### YOUR ASSIGNMENT
Over all lines in the data below, count those holding "reactive" and give only the result.

[Stored items]
╭──

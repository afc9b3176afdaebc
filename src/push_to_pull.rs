//! Push→Pull: consume an `Observable` as a lazy pull sequence
//!
//! Every consumption subscribes to the source once, on first demand. Pushed
//! values land in a bounded channel that the consumer drains; a full channel
//! blocks the pushing callback, which is how a slow consumer holds back the
//! source. Dropping the stream disposes the upstream subscription, and a
//! subscription handle that shows up after that is disposed on arrival.
//!
//! A hot source that pushes on a current-thread runtime worker cannot be held
//! back: once the buffer is full the consumption fails with
//! `StreamError::Runtime` and the upstream is disposed.

use async_stream::stream;
use futures_util::stream::StreamExt;
use std::panic::{catch_unwind, AssertUnwindSafe};
use std::sync::Arc;
use tokio::runtime::Handle;

use crate::channel::{self, ChannelError, ChannelSender};
use crate::error::{StreamError, StreamResult};
use crate::reactive::{BoxDisposable, DisposeOnDrop, Observable, Observer};
use crate::registry::SubscriptionSlot;
use crate::sequence::{LazySequence, RS2Stream};
use crate::stream_configuration::BridgeConfig;

/// A push source viewed as a restartable pull sequence
pub struct ObservableSequence<O> {
    source: Arc<O>,
    config: BridgeConfig,
}

impl<O> Clone for ObservableSequence<O> {
    fn clone(&self) -> Self {
        Self {
            source: Arc::clone(&self.source),
            config: self.config.clone(),
        }
    }
}

/// Bridge `source` into a lazy sequence buffering at most `capacity` items.
pub fn observable_to_sequence<T, O>(source: O, capacity: usize) -> ObservableSequence<O>
where
    T: Send + 'static,
    O: Observable<T> + 'static,
{
    observable_to_sequence_with(source, BridgeConfig::default().with_buffer_capacity(capacity))
}

/// Bridge `source` into a lazy sequence using `config`.
pub fn observable_to_sequence_with<T, O>(source: O, config: BridgeConfig) -> ObservableSequence<O>
where
    T: Send + 'static,
    O: Observable<T> + 'static,
{
    ObservableSequence {
        source: Arc::new(source),
        config,
    }
}

/// Single-use convenience: one consumption of `source` as a stream.
///
/// # Examples
/// ```
/// use rs2_bridge::push_to_pull::observable_to_stream;
/// use rs2_bridge::reactive::from_iter;
/// use futures_util::stream::StreamExt;
///
/// # async fn example() {
/// let items: Vec<_> = observable_to_stream(from_iter(vec![1, 2, 3]), 16).collect().await;
/// assert_eq!(items, vec![Ok(1), Ok(2), Ok(3)]);
/// # }
/// ```
pub fn observable_to_stream<T, O>(source: O, capacity: usize) -> RS2Stream<StreamResult<T>>
where
    T: Send + 'static,
    O: Observable<T> + 'static,
{
    observable_to_sequence(source, capacity).open()
}

impl<O> ObservableSequence<O> {
    pub fn config(&self) -> &BridgeConfig {
        &self.config
    }
}

impl<T, O> LazySequence<T> for ObservableSequence<O>
where
    T: Send + 'static,
    O: Observable<T> + 'static,
{
    fn open(&self) -> RS2Stream<StreamResult<T>> {
        let source = Arc::clone(&self.source);
        let capacity = self.config.buffer_capacity;
        let runtime = self.config.runtime.clone();

        stream! {
            let runtime = match runtime.map(Ok).unwrap_or_else(Handle::try_current) {
                Ok(runtime) => runtime,
                Err(err) => {
                    yield Err(StreamError::Runtime(err.to_string()));
                    return;
                }
            };

            let (tx, mut rx) = channel::bounded(capacity);
            let slot = Arc::new(SubscriptionSlot::new());
            let _dispose_upstream = DisposeOnDrop::new(Arc::clone(&slot));

            let observer = ChannelObserver {
                sender: Some(tx.clone()),
                slot: Arc::clone(&slot),
            };
            log::debug!("Subscribing to push source (buffer capacity {})", capacity);
            // Synchronous sources emit from inside `subscribe`, so it runs
            // where blocking sends are allowed.
            let _subscribing = runtime.spawn_blocking(move || {
                let closer = tx;
                let subscribed = channel::in_blocking_region(|| {
                    catch_unwind(AssertUnwindSafe(|| source.subscribe(Box::new(observer))))
                });
                if let Err(payload) = subscribed {
                    closer.close(Some(StreamError::from_panic(payload)));
                }
            });

            while let Some(item) = rx.recv().await {
                yield item;
            }
        }
        .boxed()
    }
}

/// Observer feeding one consumption's channel
struct ChannelObserver<T> {
    sender: Option<ChannelSender<T>>,
    slot: Arc<SubscriptionSlot>,
}

impl<T: Send + 'static> Observer<T> for ChannelObserver<T> {
    fn on_subscribe(&mut self, handle: BoxDisposable) {
        if !self.slot.set_once(handle) {
            log::debug!("Consumer already gone; disposed late subscription");
        }
    }

    fn on_next(&mut self, item: T) {
        if self.slot.is_disposed() {
            return;
        }
        let Some(sender) = self.sender.as_ref() else {
            return;
        };
        match sender.send_blocking(item) {
            Ok(()) => {}
            Err(ChannelError::WouldBlock(_)) => {
                // Hot source emitting on a current-thread worker that would
                // have to wait for its own consumer.
                log::warn!("Push source overran the buffer on a current-thread runtime worker");
                sender.close(Some(StreamError::Runtime(
                    "push source emitted into a full buffer on a current-thread runtime worker".to_string(),
                )));
                self.sender = None;
                self.slot.dispose();
            }
            Err(err) => {
                log::debug!("Dropping pushed item: {}", err);
                self.sender = None;
                self.slot.dispose();
            }
        }
    }

    fn on_error(&mut self, err: StreamError) {
        match self.sender.take() {
            Some(sender) => {
                sender.close(Some(err));
            }
            None => log::trace!("Ignoring error after termination: {}", err),
        }
    }

    fn on_complete(&mut self) {
        if let Some(sender) = self.sender.take() {
            sender.close(None);
        }
    }
}
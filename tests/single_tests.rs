use rs2_bridge::reactive::{Observable, TestObserver};
use rs2_bridge::*;
use std::sync::atomic::{AtomicUsize, Ordering};
use std::sync::Arc;
use std::time::Duration;
use tokio::time::sleep;

const WAIT: Duration = Duration::from_secs(2);

#[tokio::test]
async fn test_task_result_is_shared_by_subscribers() {
    let runs = Arc::new(AtomicUsize::new(0));
    let counter = runs.clone();
    let task = tokio::spawn(async move {
        counter.fetch_add(1, Ordering::SeqCst);
        sleep(Duration::from_millis(10)).await;
        42u32
    });
    let single = task_to_single(task);

    let first = TestObserver::new();
    let second = TestObserver::new();
    single.subscribe(first.observer());
    single.subscribe(second.observer());

    assert!(first.await_terminal(WAIT).await);
    assert!(second.await_terminal(WAIT).await);
    assert_eq!(first.values(), vec![42]);
    assert_eq!(second.values(), vec![42]);
    assert_eq!(first.completions(), 1);
    assert_eq!(runs.load(Ordering::SeqCst), 1);
}

#[tokio::test]
async fn test_cancelled_task_fails_single() {
    let task = tokio::spawn(async {
        sleep(Duration::from_secs(10)).await;
        1u8
    });
    task.abort();
    let single = task_to_single(task);

    let observer = TestObserver::new();
    single.subscribe(observer.observer());

    assert!(observer.await_terminal(WAIT).await);
    assert!(observer.values().is_empty());
    assert_eq!(
        observer.errors(),
        vec![StreamError::Upstream("task was cancelled".to_string())]
    );
}

#[tokio::test]
async fn test_panicked_task_fails_single() {
    let task = tokio::spawn(async {
        if true {
            panic!("compute failed");
        }
        0i64
    });
    let single = task_to_single(task);

    let observer = TestObserver::new();
    single.subscribe(observer.observer());

    assert!(observer.await_terminal(WAIT).await);
    assert_eq!(
        observer.errors(),
        vec![StreamError::Panicked("compute failed".to_string())]
    );
}

#[tokio::test]
async fn test_deferred_maybe_with_and_without_value() {
    let present = deferred_to_maybe(|| async { Ok(Some("found")) });
    let observer = TestObserver::new();
    present.subscribe(observer.observer());
    assert!(observer.await_terminal(WAIT).await);
    assert_eq!(observer.values(), vec!["found"]);
    assert_eq!(observer.completions(), 1);

    let absent = deferred_to_maybe(|| async { Ok::<Option<&str>, StreamError>(None) });
    let observer = TestObserver::new();
    absent.subscribe(observer.observer());
    assert!(observer.await_terminal(WAIT).await);
    assert!(observer.values().is_empty());
    assert_eq!(observer.completions(), 1);
}

#[tokio::test]
async fn test_deferred_single_requires_a_value() {
    let absent = deferred_to_single(|| async { Ok::<Option<u8>, StreamError>(None) });
    let observer = TestObserver::new();
    absent.subscribe(observer.observer());

    assert!(observer.await_terminal(WAIT).await);
    assert_eq!(observer.errors(), vec![StreamError::NoElements]);

    let failing = deferred_to_single(|| async {
        Err::<Option<u8>, _>(StreamError::IO("unreachable host".to_string()))
    });
    let observer = TestObserver::new();
    failing.subscribe(observer.observer());

    assert!(observer.await_terminal(WAIT).await);
    assert_eq!(
        observer.errors(),
        vec![StreamError::IO("unreachable host".to_string())]
    );
}

#[tokio::test]
async fn test_deferred_runs_once_per_subscriber() {
    let calls = Arc::new(AtomicUsize::new(0));
    let counter = calls.clone();
    let single = deferred_to_single(move || {
        let n = counter.fetch_add(1, Ordering::SeqCst);
        async move { Ok(Some(n)) }
    });

    let first = TestObserver::new();
    let second = TestObserver::new();
    single.subscribe(first.observer());
    assert!(first.await_terminal(WAIT).await);
    single.subscribe(second.observer());
    assert!(second.await_terminal(WAIT).await);

    assert_eq!(first.values(), vec![0]);
    assert_eq!(second.values(), vec![1]);
    assert_eq!(calls.load(Ordering::SeqCst), 2);
}
use futures_util::stream::{self, StreamExt};
use rs2_bridge::reactive::{Publisher, Subscription, TestSubscriber};
use rs2_bridge::sequence::{from_fn, from_iter};
use rs2_bridge::*;
use std::sync::atomic::{AtomicUsize, Ordering};
use std::sync::Arc;
use std::time::Duration;
use tokio::time::sleep;

const WAIT: Duration = Duration::from_secs(2);

fn counted(limit: u32, pulls: Arc<AtomicUsize>) -> impl LazySequence<u32> {
    from_fn(move || {
        let pulls = pulls.clone();
        stream::iter(0..limit).map(move |n| {
            pulls.fetch_add(1, Ordering::SeqCst);
            Ok::<u32, StreamError>(n)
        })
    })
}

#[tokio::test]
async fn test_unbounded_request_drains_sequence() {
    let publisher = sequence_to_publisher(from_iter(vec![1, 2, 3]));

    let subscriber = TestSubscriber::new();
    publisher.subscribe(subscriber.subscriber());

    assert!(subscriber.await_terminal(WAIT).await);
    assert_eq!(subscriber.values(), vec![1, 2, 3]);
    assert_eq!(subscriber.completions(), 1);
}

#[tokio::test]
async fn test_pulls_only_what_was_requested() {
    let pulls = Arc::new(AtomicUsize::new(0));
    let publisher = counted(5, pulls.clone()).into_publisher();

    let subscriber = TestSubscriber::with_initial_request(2);
    publisher.subscribe(subscriber.subscriber());

    assert!(subscriber.await_count(2, WAIT).await);
    sleep(Duration::from_millis(30)).await;
    assert_eq!(subscriber.values(), vec![0, 1]);
    assert_eq!(pulls.load(Ordering::SeqCst), 2);
    assert_eq!(subscriber.terminal_count(), 0);

    subscriber.request(10);
    assert!(subscriber.await_terminal(WAIT).await);
    assert_eq!(subscriber.values(), vec![0, 1, 2, 3, 4]);
    assert_eq!(subscriber.completions(), 1);
}

#[tokio::test]
async fn test_nothing_flows_without_demand() {
    let pulls = Arc::new(AtomicUsize::new(0));
    let publisher = sequence_to_publisher(counted(3, pulls.clone()));

    let subscriber = TestSubscriber::with_initial_request(0);
    let subscription = publisher.subscribe_tracked(subscriber.subscriber());

    sleep(Duration::from_millis(30)).await;
    assert!(subscriber.values().is_empty());
    assert_eq!(pulls.load(Ordering::SeqCst), 0);
    assert_eq!(subscription.outstanding(), 0);

    subscription.request(1);
    assert!(subscriber.await_count(1, WAIT).await);
    assert_eq!(subscriber.values(), vec![0]);
}

#[tokio::test]
async fn test_zero_request_is_a_protocol_error() {
    let publisher = sequence_to_publisher(from_iter(vec![1, 2, 3]));

    let subscriber = TestSubscriber::with_initial_request(0);
    publisher.subscribe(subscriber.subscriber());
    subscriber.request(0);

    assert!(subscriber.await_terminal(WAIT).await);
    assert_eq!(subscriber.errors(), vec![StreamError::InvalidRequest(0)]);
    assert!(subscriber.values().is_empty());
}

#[tokio::test]
async fn test_demand_accumulates_and_saturates() {
    let publisher = sequence_to_publisher(from_iter(vec![1]));

    let subscriber = TestSubscriber::with_initial_request(0);
    let subscription = publisher.subscribe_tracked(subscriber.subscriber());

    subscription.request(u64::MAX - 1);
    subscription.request(5);
    assert!(subscriber.await_terminal(WAIT).await);
    assert_eq!(subscription.outstanding(), u64::MAX);
    assert_eq!(subscription.state(), BridgeState::Completed);
}

#[tokio::test]
async fn test_cancel_stops_delivery() {
    let pulls = Arc::new(AtomicUsize::new(0));
    let publisher = sequence_to_publisher(counted(100, pulls.clone()));

    let subscriber = TestSubscriber::with_initial_request(3);
    let subscription = publisher.subscribe_tracked(subscriber.subscriber());

    assert!(subscriber.await_count(3, WAIT).await);
    subscriber.cancel();
    assert_eq!(subscription.state(), BridgeState::Cancelled);

    subscription.request(50);
    sleep(Duration::from_millis(30)).await;

    assert_eq!(subscriber.values(), vec![0, 1, 2]);
    assert_eq!(subscriber.terminal_count(), 0);
    assert!(pulls.load(Ordering::SeqCst) <= 4);
}

#[tokio::test]
async fn test_publisher_is_cold() {
    let opened = Arc::new(AtomicUsize::new(0));
    let counter = opened.clone();
    let publisher = sequence_to_publisher(from_fn(move || {
        counter.fetch_add(1, Ordering::SeqCst);
        stream::iter(vec![Ok('a'), Ok('b')])
    }));

    let first = TestSubscriber::new();
    let second = TestSubscriber::new();
    publisher.subscribe(first.subscriber());
    publisher.subscribe(second.subscriber());

    assert!(first.await_terminal(WAIT).await);
    assert!(second.await_terminal(WAIT).await);
    assert_eq!(first.values(), vec!['a', 'b']);
    assert_eq!(second.values(), vec!['a', 'b']);
    assert_eq!(opened.load(Ordering::SeqCst), 2);
}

╰──

### EXERCISE OUTPUT
4